動物病院で血液検査を受けた際、「葉酸」や「ビタミンB12(コバラミン)」の数値を見て戸惑ったことはありませんか?
この記事では、犬の健康に欠かせない葉酸とコバラミン(ビタミンB12)について、基準値や異常値が示す意味、考えられる原因をわかりやすく解説します。
愛犬の血液検査結果をお手元に置きながら、ぜひ最後までご覧ください。
・正常値は使用する検査機器や検査会社によって異なります。必ず検査結果用紙に記載された基準値を参照してください。
・検査結果が基準値を外れていても、必ずしも病気を意味するわけではありません。
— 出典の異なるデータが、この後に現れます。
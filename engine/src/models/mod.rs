//! Domain models for the csvshape pipeline.
//!
//! - [`Records`] - the tokenized input, a ragged grid of strings
//! - [`Cell`] - a (row, column) coordinate, negative meaning "to the end"
//! - [`Value`] - a typed field value inside an output document
//! - [`Float64`] - a float that always serializes with a decimal point
//! - [`Document`] - one output JSON object

use std::collections::BTreeMap;
use std::fmt;

use serde::de::{self, MapAccess, SeqAccess, Visitor};
use serde::{Deserialize, Deserializer, Serialize, Serializer};

use crate::error::LocateError;

/// Tokenized CSV content: one entry per line, one string per cell.
///
/// Rows may have different lengths.
pub type Records = Vec<Vec<String>>;

/// One output document.
pub type Document = BTreeMap<String, Value>;

// =============================================================================
// Cell coordinates
// =============================================================================

/// A zero-based (row, column) coordinate.
///
/// A negative component is a sentinel meaning "through the end of that
/// dimension". Each consumer documents whether it accepts the sentinel.
#[derive(Debug, Clone, Copy, Default, PartialEq, Eq, Hash, Serialize, Deserialize)]
#[serde(rename_all = "PascalCase", default)]
pub struct Cell {
    pub row: i64,
    pub column: i64,
}

impl Cell {
    pub const fn new(row: i64, column: i64) -> Self {
        Self { row, column }
    }

    /// Concrete position of this cell, failing on sentinels.
    pub fn position(&self) -> Result<(usize, usize), LocateError> {
        match (usize::try_from(self.row), usize::try_from(self.column)) {
            (Ok(row), Ok(column)) => Ok((row, column)),
            _ => Err(LocateError::Unresolved { row: self.row, column: self.column }),
        }
    }
}

impl fmt::Display for Cell {
    fn fmt(&self, f: &mut fmt::Formatter<'_>) -> fmt::Result {
        write!(f, "({}, {})", self.row, self.column)
    }
}

// =============================================================================
// Float64
// =============================================================================

/// A 64-bit float whose JSON form always carries a decimal point.
///
/// `10` is written as `10.0` so downstream consumers never narrow the
/// field to an integer type.
#[derive(Debug, Clone, Copy, PartialEq, PartialOrd, Default)]
pub struct Float64(pub f64);

impl Float64 {
    pub fn get(self) -> f64 {
        self.0
    }

    /// JSON text of the value. Non-finite values have no JSON form.
    fn json_text(self) -> Option<String> {
        if !self.0.is_finite() {
            return None;
        }
        let mut text = self.0.to_string();
        if !text.contains('.') {
            text.push_str(".0");
        }
        Some(text)
    }
}

impl From<f64> for Float64 {
    fn from(value: f64) -> Self {
        Float64(value)
    }
}

impl fmt::Display for Float64 {
    fn fmt(&self, f: &mut fmt::Formatter<'_>) -> fmt::Result {
        write!(f, "{}", self.0)
    }
}

impl Serialize for Float64 {
    fn serialize<S: Serializer>(&self, serializer: S) -> Result<S::Ok, S::Error> {
        let text = self
            .json_text()
            .ok_or_else(|| serde::ser::Error::custom(format!("{} is not a finite float64", self.0)))?;
        let raw = serde_json::value::RawValue::from_string(text).map_err(serde::ser::Error::custom)?;
        raw.serialize(serializer)
    }
}

impl<'de> Deserialize<'de> for Float64 {
    fn deserialize<D: Deserializer<'de>>(deserializer: D) -> Result<Self, D::Error> {
        f64::deserialize(deserializer).map(Float64)
    }
}

// =============================================================================
// Value
// =============================================================================

/// A typed field value inside a [`Document`].
#[derive(Debug, Clone, PartialEq, Default)]
pub enum Value {
    #[default]
    Null,
    Bool(bool),
    Int64(i64),
    Float64(Float64),
    String(String),
    Array(Vec<Value>),
    Object(Document),
}

impl Value {
    pub fn is_null(&self) -> bool {
        matches!(self, Value::Null)
    }

    /// Short type name, also used as the suffix of split columns.
    pub fn type_name(&self) -> &'static str {
        match self {
            Value::Null => "null",
            Value::Bool(_) => "bool",
            Value::Int64(_) => "int64",
            Value::Float64(_) => "float64",
            Value::String(_) => "string",
            Value::Array(_) => "array",
            Value::Object(_) => "object",
        }
    }

    pub fn as_str(&self) -> Option<&str> {
        match self {
            Value::String(s) => Some(s),
            _ => None,
        }
    }

    pub fn as_i64(&self) -> Option<i64> {
        match self {
            Value::Int64(i) => Some(*i),
            _ => None,
        }
    }

    pub fn as_f64(&self) -> Option<f64> {
        match self {
            Value::Float64(f) => Some(f.get()),
            _ => None,
        }
    }

    pub fn as_array(&self) -> Option<&Vec<Value>> {
        match self {
            Value::Array(items) => Some(items),
            _ => None,
        }
    }

    pub fn as_object(&self) -> Option<&Document> {
        match self {
            Value::Object(map) => Some(map),
            _ => None,
        }
    }

    /// Look up a key when this value is an object.
    pub fn get(&self, key: &str) -> Option<&Value> {
        self.as_object().and_then(|map| map.get(key))
    }
}

/// Scalars render as their natural text, containers as compact JSON.
impl fmt::Display for Value {
    fn fmt(&self, f: &mut fmt::Formatter<'_>) -> fmt::Result {
        match self {
            Value::Null => f.write_str("null"),
            Value::Bool(b) => write!(f, "{b}"),
            Value::Int64(i) => write!(f, "{i}"),
            Value::Float64(x) => write!(f, "{x}"),
            Value::String(s) => f.write_str(s),
            Value::Array(_) | Value::Object(_) => {
                let text = serde_json::to_string(self).map_err(|_| fmt::Error)?;
                f.write_str(&text)
            }
        }
    }
}

impl From<&str> for Value {
    fn from(value: &str) -> Self {
        Value::String(value.to_string())
    }
}

impl From<String> for Value {
    fn from(value: String) -> Self {
        Value::String(value)
    }
}

impl From<i64> for Value {
    fn from(value: i64) -> Self {
        Value::Int64(value)
    }
}

impl From<f64> for Value {
    fn from(value: f64) -> Self {
        Value::Float64(Float64(value))
    }
}

impl From<bool> for Value {
    fn from(value: bool) -> Self {
        Value::Bool(value)
    }
}

impl From<serde_json::Value> for Value {
    fn from(value: serde_json::Value) -> Self {
        match value {
            serde_json::Value::Null => Value::Null,
            serde_json::Value::Bool(b) => Value::Bool(b),
            serde_json::Value::Number(n) => match n.as_i64() {
                Some(i) => Value::Int64(i),
                None => n.as_f64().map_or(Value::Null, Value::from),
            },
            serde_json::Value::String(s) => Value::String(s),
            serde_json::Value::Array(items) => Value::Array(items.into_iter().map(Value::from).collect()),
            serde_json::Value::Object(map) => {
                Value::Object(map.into_iter().map(|(k, v)| (k, Value::from(v))).collect())
            }
        }
    }
}

impl Serialize for Value {
    fn serialize<S: Serializer>(&self, serializer: S) -> Result<S::Ok, S::Error> {
        match self {
            Value::Null => serializer.serialize_unit(),
            Value::Bool(b) => serializer.serialize_bool(*b),
            Value::Int64(i) => serializer.serialize_i64(*i),
            Value::Float64(f) => f.serialize(serializer),
            Value::String(s) => serializer.serialize_str(s),
            Value::Array(items) => serializer.collect_seq(items),
            Value::Object(map) => serializer.collect_map(map),
        }
    }
}

struct ValueVisitor;

impl<'de> Visitor<'de> for ValueVisitor {
    type Value = Value;

    fn expecting(&self, f: &mut fmt::Formatter<'_>) -> fmt::Result {
        f.write_str("any JSON value")
    }

    fn visit_unit<E: de::Error>(self) -> Result<Value, E> {
        Ok(Value::Null)
    }

    fn visit_none<E: de::Error>(self) -> Result<Value, E> {
        Ok(Value::Null)
    }

    fn visit_some<D: Deserializer<'de>>(self, deserializer: D) -> Result<Value, D::Error> {
        Value::deserialize(deserializer)
    }

    fn visit_bool<E: de::Error>(self, v: bool) -> Result<Value, E> {
        Ok(Value::Bool(v))
    }

    fn visit_i64<E: de::Error>(self, v: i64) -> Result<Value, E> {
        Ok(Value::Int64(v))
    }

    fn visit_u64<E: de::Error>(self, v: u64) -> Result<Value, E> {
        Ok(i64::try_from(v).map_or(Value::Float64(Float64(v as f64)), Value::Int64))
    }

    fn visit_f64<E: de::Error>(self, v: f64) -> Result<Value, E> {
        Ok(Value::Float64(Float64(v)))
    }

    fn visit_str<E: de::Error>(self, v: &str) -> Result<Value, E> {
        Ok(Value::String(v.to_string()))
    }

    fn visit_string<E: de::Error>(self, v: String) -> Result<Value, E> {
        Ok(Value::String(v))
    }

    fn visit_seq<A: SeqAccess<'de>>(self, mut seq: A) -> Result<Value, A::Error> {
        let mut items = Vec::new();
        while let Some(item) = seq.next_element()? {
            items.push(item);
        }
        Ok(Value::Array(items))
    }

    fn visit_map<A: MapAccess<'de>>(self, mut map: A) -> Result<Value, A::Error> {
        let mut document = Document::new();
        while let Some((key, value)) = map.next_entry::<String, Value>()? {
            document.insert(key, value);
        }
        Ok(Value::Object(document))
    }
}

impl<'de> Deserialize<'de> for Value {
    fn deserialize<D: Deserializer<'de>>(deserializer: D) -> Result<Self, D::Error> {
        deserializer.deserialize_any(ValueVisitor)
    }
}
必ず担当獣医師の説明を受けましょう。
葉酸とコバラミン(ビタミンB12)の共通点とは
葉酸とコバラミン(ビタミンB12)は、どちらも核酸代謝や細胞分裂、造血に不可欠な水溶性ビタミンです。これらは共に赤血球の前駆細胞である赤芽球の正常な成熟を助け、不足すると貧血(巨赤芽球性貧血など)を引き起こす恐れがあります。
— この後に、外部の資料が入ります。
//! Document id building.
//!
//! An id is the delimiter-joined text of values picked out of a document
//! by one path per parameter.

use std::fmt;

use serde::{Deserialize, Serialize};

use crate::error::{IdError, PathError};
use crate::models::{Document, Value};

/// One step of a path: a key into an object or an index into an array.
#[derive(Debug, Clone, PartialEq, Eq, Serialize, Deserialize)]
#[serde(untagged)]
pub enum PathSegment {
    Index(i64),
    Key(String),
}

impl fmt::Display for PathSegment {
    fn fmt(&self, f: &mut fmt::Formatter<'_>) -> fmt::Result {
        match self {
            PathSegment::Index(i) => write!(f, "{i}"),
            PathSegment::Key(k) => f.write_str(k),
        }
    }
}

impl From<&str> for PathSegment {
    fn from(key: &str) -> Self {
        PathSegment::Key(key.to_string())
    }
}

impl From<i64> for PathSegment {
    fn from(index: i64) -> Self {
        PathSegment::Index(index)
    }
}

#[derive(Debug, Clone, Default, PartialEq, Eq, Serialize, Deserialize)]
#[serde(rename_all = "PascalCase", default)]
pub struct IdFieldParameter {
    pub mapping: Vec<PathSegment>,
}

impl IdFieldParameter {
    pub fn new(mapping: impl IntoIterator<Item = PathSegment>) -> Self {
        Self { mapping: mapping.into_iter().collect() }
    }

    fn path(&self) -> String {
        let segments: Vec<String> = self.mapping.iter().map(ToString::to_string).collect();
        format!("[{}]", segments.join(" "))
    }

    /// Walk the mapping through `document`.
    pub fn resolve<'a>(&self, document: &'a Document) -> Result<&'a Value, PathError> {
        let (first, rest) = self.mapping.split_first().ok_or(PathError::Empty)?;
        let mut current = match first {
            PathSegment::Key(key) => document
                .get(key)
                .ok_or_else(|| PathError::KeyMissing { key: key.clone() })?,
            PathSegment::Index(index) => {
                return Err(PathError::KindMismatch {
                    container: "map",
                    expected: "string",
                    got: index.to_string(),
                })
            }
        };
        for segment in rest {
            current = descend(current, segment)?;
        }
        Ok(current)
    }
}

fn descend<'a>(value: &'a Value, segment: &PathSegment) -> Result<&'a Value, PathError> {
    match (value, segment) {
        (Value::Object(map), PathSegment::Key(key)) => {
            map.get(key).ok_or_else(|| PathError::KeyMissing { key: key.clone() })
        }
        (Value::Array(items), PathSegment::Index(index)) => usize::try_from(*index)
            .ok()
            .and_then(|i| items.get(i))
            .ok_or(PathError::IndexOutOfRange { index: *index, len: items.len() }),
        (Value::Object(_), PathSegment::Index(index)) => Err(PathError::KindMismatch {
            container: "map",
            expected: "string",
            got: index.to_string(),
        }),
        (Value::Array(_), PathSegment::Key(key)) => Err(PathError::KindMismatch {
            container: "slice",
            expected: "integer",
            got: key.clone(),
        }),
        (scalar, segment) => Err(PathError::Scalar {
            kind: scalar.type_name(),
            segment: segment.to_string(),
        }),
    }
}

/// Builds one id string per document.
#[derive(Debug, Clone, Default, PartialEq, Eq, Serialize, Deserialize)]
#[serde(rename_all = "PascalCase", default)]
pub struct IdField {
    pub parameters: Vec<IdFieldParameter>,
    pub delimiter: String,
}

impl IdField {
    pub fn is_enabled(&self) -> bool {
        !self.parameters.is_empty()
    }

    pub fn process(&self, documents: &[Document]) -> Result<Vec<String>, IdError> {
        if documents.is_empty() {
            return Err(IdError::EmptyData);
        }
        if self.parameters.is_empty() {
            return Err(IdError::NoParameters);
        }

        documents
            .iter()
            .map(|document| -> Result<String, IdError> {
                let parts = self
                    .parameters
                    .iter()
                    .map(|parameter| {
                        parameter
                            .resolve(document)
                            .map(ToString::to_string)
                            .map_err(|source| IdError::Path { path: parameter.path(), source })
                    })
                    .collect::<Result<Vec<_>, _>>()?;
                Ok(parts.join(&self.delimiter))
            })
            .collect()
    }
}

#[cfg(test)]
mod tests {
    use super::*;

    fn document() -> Document {
        let value = Value::from(serde_json::json!({
            "dcm": "DCM 16",
            "shot": 989392,
            "shot_string": "989392",
            "data": {"nested": "success0"},
            "sequence": ["test", {"internalTest": "success1"}],
        }));
        match value {
            Value::Object(document) => document,
            _ => unreachable!(),
        }
    }

    fn id_field(mappings: Vec<Vec<PathSegment>>) -> IdField {
        IdField {
            parameters: mappings.into_iter().map(IdFieldParameter::new).collect(),
            delimiter: "_".into(),
        }
    }

    #[test]
    fn test_flat_keys() {
        let ids = id_field(vec![vec!["dcm".into()], vec!["shot".into()]])
            .process(&[document()])
            .unwrap();
        assert_eq!(ids, vec!["DCM 16_989392"]);
    }

    #[test]
    fn test_nested_paths() {
        let ids = id_field(vec![
            vec!["data".into(), "nested".into()],
            vec!["sequence".into(), PathSegment::Index(1), "internalTest".into()],
            vec!["shot_string".into()],
        ])
        .process(&[document(), document()])
        .unwrap();
        assert_eq!(ids, vec!["success0_success1_989392"; 2]);
    }

    #[test]
    fn test_container_leaf_renders_as_json() {
        let ids = id_field(vec![vec!["sequence".into()]]).process(&[document()]).unwrap();
        assert_eq!(ids[0], r#"["test",{"internalTest":"success1"}]"#);
    }

    #[test]
    fn test_errors() {
        assert_eq!(id_field(vec![vec!["dcm".into()]]).process(&[]), Err(IdError::EmptyData));
        assert_eq!(id_field(vec![]).process(&[document()]), Err(IdError::NoParameters));

        let missing = id_field(vec![vec!["nope".into()]]).process(&[document()]).unwrap_err();
        assert!(matches!(missing, IdError::Path { source: PathError::KeyMissing { .. }, .. }));

        let out_of_range = id_field(vec![vec!["sequence".into(), PathSegment::Index(5)]]).process(&[document()]).unwrap_err();
        assert!(matches!(out_of_range, IdError::Path { source: PathError::IndexOutOfRange { index: 5, len: 2 }, .. }));

        let mismatch = id_field(vec![vec!["data".into(), PathSegment::Index(0)]]).process(&[document()]).unwrap_err();
        assert!(matches!(mismatch, IdError::Path { source: PathError::KindMismatch { .. }, .. }));

        let scalar = id_field(vec![vec!["dcm".into(), "x".into()]]).process(&[document()]).unwrap_err();
        assert!(matches!(scalar, IdError::Path { source: PathError::Scalar { kind: "string", .. }, .. }));
    }

    #[test]
    fn test_wire_format() {
        let json = r#"{"Parameters": [{"Mapping": ["sequence", 1, "internalTest"]}], "Delimiter": "-"}"#;
        let field: IdField = serde_json::from_str(json).unwrap();
        assert_eq!(
            field.parameters[0].mapping,
            vec![PathSegment::from("sequence"), PathSegment::Index(1), PathSegment::from("internalTest")]
        );
    }
}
基本的には体内に十分な貯蔵があるため、血中濃度が低下している場合は長期的な栄養吸収不良や消化管障害を示唆します。
また、葉酸は小腸の空腸で、コバラミンは回腸で吸収されるという異なる吸収経路を持つため、小腸全体の疾患や吸収不良がある場合、どちらも不足する可能性が高まります。
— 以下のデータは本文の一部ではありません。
impl RecordProcessor for FillRight {
    fn name(&self) -> &str {
        &self.name
    }

    fn processor_type(&self) -> ProcessorType {
        ProcessorType::FillRight
    }

    fn execute(&self, mut records: Records) -> Result<Records, ProcessorError> {
        let (_, start_column) = concrete(self.start)?;
        check_order("column", start_column, self.end.column)?;
        let band = RowBand::resolve(self.start.row, self.end.row, records.len())?;

        for index in band.start..band.end {
            let row = &mut records[index];
            let end_column = column_end(index, row.len(), start_column, self.end.column)?;
            for column in start_column.max(1)..end_column {
                if row[column].trim().is_empty() {
                    row[column] = row[column - 1].clone();
                }
            }
        }
        Ok(records)
    }
}

// =============================================================================
// ReplaceCell
// =============================================================================

/// Overwrites one cell with a fixed value.
#[derive(Debug, Clone, Default, PartialEq, Serialize, Deserialize)]
#[serde(rename_all = "PascalCase", default)]
pub struct ReplaceCell {
    pub name: String,
    pub cell: Cell,
    pub value: String,
}

impl RecordProcessor for ReplaceCell {
    fn name(&self) -> &str {
        &self.name
    }

    fn processor_type(&self) -> ProcessorType {
        ProcessorType::ReplaceCell
    }

    fn execute(&self, mut records: Records) -> Result<Records, ProcessorError> {
        let slot = cell_mut(&mut records, self.cell)?;
        *slot = self.value.clone();
        Ok(records)
    }
}

fn cell_mut(records: &mut Records, cell: Cell) -> Result<&mut String, ProcessorError> {
    let (row, column) = concrete(cell)?;
    let rows = records.len();
    let cells = records
        .get_mut(row)
        .ok_or(ProcessorError::RowOutOfRange { what: "cell", row: cell.row, rows })?;
    let columns = cells.len();
    cells
        .get_mut(column)
        .ok_or(ProcessorError::ColumnOutOfRange { row, what: "cell", column: cell.column, columns })
}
このような背景から、臨床では葉酸とコバラミンはセットで測定され、消化管障害や膵外分泌不全などの診断に役立てられています。
葉酸(Folic acid)とは
葉酸は空腸で吸収されます。そのため、空腸に障害があると吸収が妨げられ、血中濃度が低下します。
ただし、小腸内の細菌が異常増殖する場合には例外があります。
細菌が葉酸を過剰に産生するため、葉酸濃度が上昇することがあるのです。
検査会社 | 基準値 |
---|---|
富士フィルムモノリス | 3.0~12.0 ng/ml |
アイデックス | 7.7〜24.4 ng/ml |
葉酸高値および低値の原因 |
葉酸高値の原因 近位小腸での細菌の過剰増殖 溶血 葉酸低値の原因 空腸の障害による吸収不良 |
コバラミン(ビタミンB12:Cobalamin)について
コバラミン(ビタミンB12)は回腸で吸収されるビタミンであり、血中濃度は小腸が障害を受けている場合、吸収不良によって低下することがあります。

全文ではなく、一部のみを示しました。